![]() |
Suimran Syahir |
Untuk mempertahankan produktivitas masyarakat di setiap sendi kehidupan, baru-baru ini pemerintah menyerukan konsep tatanan kehidupan baru atau kerap disebut “New Normal”. Konsep ini menunjukkan bahwa masyarakat sudah dapat beraktivitas kembali tapi dengan kebiasaan baru melalui protocol kesehatan yang ketat.
Salah seorang akademisi, Suimran Syahir mengatakan diperlukan orientasi yang cukup matang terkait New Normal ini agar tersampaikan dengan baik di tengah masyarakat. “Konsep ini akan berhasil jika disosialisasikan secara massif oleh pemangku kebijakan,” kata pria yang akrab disapa Imran itu, Sabtu 30 Mei 2020.
Namun, Imran menilai konsep New Normal ini jika melihat dari tuntutan perilaku yang akan dijadikan kebiasaan hidup masyarakat, terdapat kecenderungan masyarakat menjadi individualis dan justru bertentangan dengan tradisi sosial yang turun temurun dijadikan adab oleh masyarakat.
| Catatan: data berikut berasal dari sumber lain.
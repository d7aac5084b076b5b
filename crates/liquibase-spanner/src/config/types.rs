//! Configuration type definitions.

use serde::{Deserialize, Serialize};

use crate::drivers::spanner::DatabaseDialect;

/// Root configuration structure.
#[derive(Debug, Clone, PartialEq, Serialize, Deserialize)]
pub struct Config {
    /// Target database.
    pub database: DatabaseConfig,

    /// Changelog tracking tables.
    #[serde(default)]
    pub changelog: ChangelogConfig,

    /// How rendered SQL is written out.
    #[serde(default)]
    pub output: OutputConfig,
}

/// Target Cloud Spanner database.
#[derive(Debug, Clone, PartialEq, Serialize, Deserialize)]
pub struct DatabaseConfig {
    /// Connection URL, e.g.
    /// `jdbc:cloudspanner:/projects/p/instances/i/databases/d`.
    pub url: String,

    /// SQL surface of the database (default: google_standard_sql).
    #[serde(default)]
    pub dialect: DatabaseDialect,

    /// Major version of the driver opening the connection (default: 2).
    #[serde(default = "default_driver_major_version")]
    pub driver_major_version: u32,

    /// Catalog used for INFORMATION_SCHEMA lookups (default: "").
    #[serde(default)]
    pub catalog: String,

    /// Schema used for INFORMATION_SCHEMA lookups (default: "").
    #[serde(default)]
    pub schema: String,
}

/// Names of the changelog tracking tables.
#[derive(Debug, Clone, PartialEq, Eq, Serialize, Deserialize)]
pub struct ChangelogConfig {
    /// Changelog table (default: DATABASECHANGELOG).
    #[serde(default = "default_changelog_table")]
    pub table_name: String,

    /// Changelog lock table (default: DATABASECHANGELOGLOCK).
    #[serde(default = "default_lock_table")]
    pub lock_table_name: String,
}

impl Default for ChangelogConfig {
    fn default() -> Self {
        Self {
            table_name: default_changelog_table(),
            lock_table_name: default_lock_table(),
        }
    }
}

/// Rendered SQL output.
#[derive(Debug, Clone, PartialEq, Eq, Serialize, Deserialize)]
pub struct OutputConfig {
    /// Delimiter written after each statement (default: ";").
    #[serde(default = "default_end_delimiter")]
    pub end_delimiter: String,

    /// Wrap runs of DDL in `START BATCH DDL` / `RUN BATCH` (default: false).
    #[serde(default)]
    pub batch_ddl: bool,
}

impl Default for OutputConfig {
    fn default() -> Self {
        Self {
            end_delimiter: default_end_delimiter(),
            batch_ddl: false,
        }
    }
}

// Default value functions for serde
fn default_driver_major_version() -> u32 {
    2
}

fn default_changelog_table() -> String {
    "DATABASECHANGELOG".to_string()
}

fn default_lock_table() -> String {
    "DATABASECHANGELOGLOCK".to_string()
}

fn default_end_delimiter() -> String {
    ";".to_string()
}
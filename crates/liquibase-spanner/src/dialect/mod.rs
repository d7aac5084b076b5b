//! Type mapping for Cloud Spanner.
//!
//! Abstract changelog types are parsed into a [`TypeDescriptor`], converted
//! to a canonical type, and rendered for the target dialect.
//!
//! # Usage
//!
//! ```rust,ignore
//! let mapping = SpannerTypeMapper.resolve("varchar(100)", DatabaseDialect::GoogleStandardSql);
//! assert_eq!(mapping.target_type, "STRING(100)");
//! ```

pub mod canonical;
mod typemap;

pub use canonical::{CanonicalType, Length, TypeDescriptor};
pub use typemap::SpannerTypeMapper;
“Khususnya bagi kita masyarakat Bugis-Makassar, menjaga jarak berarti kita tidak akan berjabat tangan lagi, anak-anak kita tidak akan cium tangan guru di sekolah lagi, pertemuan diprioritaskan melalui daring, perilaku seperti ini bukan kehidupan sosial yang diturunkan oleh para leluhur kita yang sudah lama kita jaga,” beber Imran.
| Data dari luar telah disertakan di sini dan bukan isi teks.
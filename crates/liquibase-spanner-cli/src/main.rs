//! liquibase-spanner CLI - Render Cloud Spanner SQL from YAML changelogs.

use clap::{Parser, Subcommand};
use liquibase_spanner::changelog::script;
use liquibase_spanner::{
    batch_statements, ChangeLog, Config, DatabaseDialect, GeneratorContext, GeneratorRegistry,
    MigrateError, OfflineSchemaReader, Sql, Statement,
};
use std::path::PathBuf;
use std::process::ExitCode;
use tracing::{info, Level};
use tracing_subscriber::fmt::format::FmtSpan;

#[derive(Parser)]
#[command(name = "liquibase-spanner")]
#[command(about = "Render Cloud Spanner SQL from YAML changelogs")]
#[command(version)]
struct Cli {
    /// Path to YAML configuration file
    #[arg(short, long, default_value = "config.yaml")]
    config: PathBuf,

    /// Output JSON result to stdout
    #[arg(long)]
    output_json: bool,

    /// Log format: text or json
    #[arg(long, default_value = "text")]
    log_format: String,

    /// Log verbosity: debug, info, warn, error
    #[arg(long, default_value = "info")]
    verbosity: String,

    #[command(subcommand)]
    command: Commands,
}

#[derive(Subcommand)]
enum Commands {
    /// Print the SQL a changelog would run, without connecting
    UpdateSql {
        /// Path to YAML changelog
        #[arg(long, default_value = "changelog.yaml")]
        changelog: PathBuf,

        /// Override database dialect: google_standard_sql or postgresql
        #[arg(long)]
        dialect: Option<String>,
    },

    /// Check a changelog against Cloud Spanner rules
    Validate {
        /// Path to YAML changelog
        #[arg(long, default_value = "changelog.yaml")]
        changelog: PathBuf,

        /// Override database dialect: google_standard_sql or postgresql
        #[arg(long)]
        dialect: Option<String>,
    },

    /// Print the DDL creating the changelog tracking tables
    Bootstrap,

    /// Print the connection URL with the client user agent
    ConnectionUrl,
}

fn main() -> ExitCode {
    match run() {
        Ok(()) => ExitCode::SUCCESS,
        Err(e) => {
            eprintln!("{}", e.format_detailed());
            ExitCode::from(e.exit_code())
        }
    }
}

fn run() -> Result<(), MigrateError> {
    let cli = Cli::parse();

    // Setup logging
    setup_logging(&cli.verbosity, &cli.log_format)
        .map_err(|e| MigrateError::Config(e.to_string()))?;

    let mut config = Config::load(&cli.config)?;
    info!("Loaded configuration from {:?}", cli.config);

    match cli.command {
        Commands::UpdateSql { changelog, dialect } => {
            apply_dialect_override(&mut config, dialect)?;
            let changelog = ChangeLog::load(&changelog)?;

            let registry = GeneratorRegistry::with_builtins();
            let reader = OfflineSchemaReader;
            let ctx = GeneratorContext::new(config.database.dialect, &registry, &reader)
                .with_changelog(config.changelog.clone());
            let mut rendered = changelog.render(&ctx)?;

            for change_set in &mut rendered {
                let statements = std::mem::take(&mut change_set.statements);
                change_set.statements = finish(statements, &config);
            }

            if cli.output_json {
                println!("{}", serde_json::to_string_pretty(&rendered)?);
            } else {
                for change_set in &rendered {
                    println!("-- Changeset {}::{}", change_set.id, change_set.author);
                    print!("{}", change_set.script());
                    println!();
                }
            }
        }

        Commands::Validate { changelog, dialect } => {
            apply_dialect_override(&mut config, dialect)?;
            let changelog = ChangeLog::load(&changelog)?;

            let registry = GeneratorRegistry::with_builtins();
            let reader = OfflineSchemaReader;
            let ctx = GeneratorContext::new(config.database.dialect, &registry, &reader)
                .with_changelog(config.changelog.clone());
            changelog.validate(&ctx)?;

            if cli.output_json {
                let result = serde_json::json!({
                    "valid": true,
                    "change_sets": changelog.change_sets.len(),
                    "dialect": config.database.dialect,
                });
                println!("{}", serde_json::to_string_pretty(&result)?);
            } else {
                println!(
                    "Changelog is valid: {} change set(s) for {}",
                    changelog.change_sets.len(),
                    config.database.dialect
                );
            }
        }

        Commands::Bootstrap => {
            let registry = GeneratorRegistry::with_builtins();
            let reader = OfflineSchemaReader;
            let ctx = GeneratorContext::new(config.database.dialect, &registry, &reader)
                .with_changelog(config.changelog.clone());
            let statements = registry.generate_all(
                &[
                    Statement::CreateChangeLogTable,
                    Statement::CreateChangeLogLockTable,
                    Statement::InitializeChangeLogLockTable,
                ],
                &ctx,
            )?;
            let statements = finish(statements, &config);

            if cli.output_json {
                println!("{}", serde_json::to_string_pretty(&statements)?);
            } else {
                print!("{}", script(&statements));
            }
        }

        Commands::ConnectionUrl => {
            let url = config.database.connection_url();
            if cli.output_json {
                println!("{}", serde_json::json!({ "url": url }));
            } else {
                println!("{}", url);
            }
        }
    }

    Ok(())
}

fn apply_dialect_override(config: &mut Config, dialect: Option<String>) -> Result<(), MigrateError> {
    if let Some(dialect) = dialect {
        config.database.dialect = dialect.parse::<DatabaseDialect>()?;
    }
    Ok(())
}

/// Apply output settings: the configured delimiter and optional DDL batching.
fn finish(statements: Vec<Sql>, config: &Config) -> Vec<Sql> {
    let statements = if config.output.batch_ddl {
        batch_statements(statements)
    } else {
        statements
    };
    statements
        .into_iter()
        .map(|sql| {
            if sql.end_delimiter == ";" {
                sql.with_delimiter(config.output.end_delimiter.as_str())
            } else {
                sql
            }
        })
        .collect()
}

fn setup_logging(verbosity: &str, format: &str) -> Result<(), String> {
    let level = match verbosity.to_lowercase().as_str() {
        "debug" => Level::DEBUG,
        "info" => Level::INFO,
        "warn" => Level::WARN,
        "error" => Level::ERROR,
        _ => Level::INFO,
    };

    // Logs go to stderr so stdout only carries SQL or JSON.
    let subscriber = tracing_subscriber::fmt()
        .with_max_level(level)
        .with_span_events(FmtSpan::CLOSE)
        .with_target(false)
        .with_writer(std::io::stderr);

    if format == "json" {
        subscriber.json().init();
    } else {
        subscriber.init();
    }

    Ok(())
}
Founder Law School FH UIT itu meminta agar para pemangku kebijakan dapat memberikan pemahaman kepada masyarakat, sebagaimana yang dijelaskan di atas bahwa memasuki kehidupan New Normal ke depan berarti masyarakat Bugis-Makassar harus meninggalkan peradaban dan tradisi yang diwariskan nenek moyang sejak beribu tahun lamanya.
“Kami berharap pemerintah dapat menjelaskan hal itu (New Normal, red) bagaimana cara kita tetap menjadi manusia yang secara prinsipil merupakan makhluk sosial, bukan makhluk individualis yang ditakutkan terjadi jika New Normal ini telah diterapkan,” pungkasnya. (**)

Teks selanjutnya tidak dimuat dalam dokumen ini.